## DIRECTIONS FOR THIS TASK
When the string "Print" is part of a line below, that line should be copied.

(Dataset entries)
>>>>
//! CLI argument parsing using clap v4
//!
//! Defines the command-line interface for envbot.

use clap::{Parser, Subcommand};

/// envbot - access list and budget administration
///
/// Manages the allowed identities and their budgets stored in the bot's
/// env file, either one command at a time or as an interactive session.
#[derive(Parser, Debug)]
#[command(name = "envbot")]
#[command(author, version, about, long_about = None)]
#[command(propagate_version = true)]
pub struct Cli {
    /// Increase logging verbosity (-v for debug, -vv for trace)
    #[arg(short, long, action = clap::ArgAction::Count, global = true)]
    pub verbose: u8,

    /// Suppress all log output except errors
    #[arg(short, long, global = true)]
    pub quiet: bool,

    /// Path to configuration file
    #[arg(short, long, global = true, env = "ENVBOT_CONFIG")]
    pub config: Option<String>,

    /// Env file holding the access list (overrides the configuration)
    #[arg(short, long, global = true, env = "ENVBOT_ENV_FILE")]
    pub env_file: Option<String>,

    #[command(subcommand)]
    pub command: Commands,
}

/// Available commands
#[derive(Subcommand, Debug)]
pub enum Commands {
    /// List allowed users and their budgets
    List {
        /// Print the list as JSON
        #[arg(long)]
        json: bool,
    },

    /// Allow a new user with a budget
    Add {
        /// Identity of the user
        user_id: String,
        /// Budget recorded for the user
        budget: String,
    },

    /// Remove a user
    Delete {
        /// Identity of the user
        user_id: String,
    },

    /// Change the budget of a user
    Edit {
        /// Identity of the user
        user_id: String,
        /// New budget
        budget: String,
    },

    /// Run one bot-style request, e.g. `exec /adduser 42 10`
    Exec {
        /// Request text
        #[arg(required = true, num_args = 1.., allow_hyphen_values = true)]
        request: Vec<String>,
    },

    /// Read bot-style requests from stdin, one per line, until EOF or Ctrl+C
    Serve,

    /// Print the command menu
    Menu,

    /// Configuration management
    Config {
        #[command(subcommand)]
        subcommand: ConfigSubcommand,
    },
}

/// Configuration subcommands
#[derive(Subcommand, Debug, Clone)]
pub enum ConfigSubcommand {
    /// Display the effective configuration
    Show,

    /// Initialize a new configuration file
    Init {
        /// Path where to create the config file
        #[arg(short, long)]
        path: Option<String>,

        /// Overwrite existing configuration
        #[arg(short, long)]
        force: bool,
    },

    /// Validate the configuration
    Validate,
}

#[cfg(test)]
mod tests {
    use super::*;
    use clap::CommandFactory;

    #[test]
    fn verify_cli() {
        Cli::command().debug_assert();
    }

    #[test]
    fn test_add_command() {
        let cli = Cli::parse_from(["envbot", "add", "42", "10"]);
        match cli.command {
            Commands::Add { user_id, budget } => {
                assert_eq!(user_id, "42");
                assert_eq!(budget, "10");
            }
            _ => panic!("Expected Add command"),
        }
    }

    #[test]
    fn test_add_requires_budget() {
        assert!(Cli::try_parse_from(["envbot", "add", "42"]).is_err());
    }

    #[test]
    fn test_env_file_is_global() {
        let cli = Cli::parse_from(["envbot", "list", "--env-file", "/srv/bot/.env", "--json"]);
        assert_eq!(cli.env_file, Some("/srv/bot/.env".to_string()));
        assert!(matches!(cli.command, Commands::List { json: true }));
    }

    #[test]
    fn test_exec_collects_request_tokens() {
        let cli = Cli::parse_from(["envbot", "exec", "/editbudget", "7", "-3"]);
        match cli.command {
            Commands::Exec { request } => assert_eq!(request, vec!["/editbudget", "7", "-3"]),
            _ => panic!("Expected Exec command"),
        }
    }

    #[test]
    fn test_verbose_and_quiet() {
        let cli = Cli::parse_from(["envbot", "-vv", "menu"]);
        assert_eq!(cli.verbose, 2);
        assert!(!cli.quiet);
        assert!(matches!(cli.command, Commands::Menu));

        let cli = Cli::parse_from(["envbot", "--quiet", "serve"]);
        assert!(cli.quiet);
        assert!(matches!(cli.command, Commands::Serve));
    }

    #[test]
    fn test_config_init() {
        let cli = Cli::parse_from(["envbot", "config", "init", "--force"]);
        match cli.command {
            Commands::Config {
                subcommand: ConfigSubcommand::Init { path, force },
            } => {
                assert!(path.is_none());
                assert!(force);
            }
            _ => panic!("Expected Config Init command"),
        }
    }
}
<<<<
## RESULT OF THIS EXERCISE
        /// Print the list as JSON
    /// Print the command menu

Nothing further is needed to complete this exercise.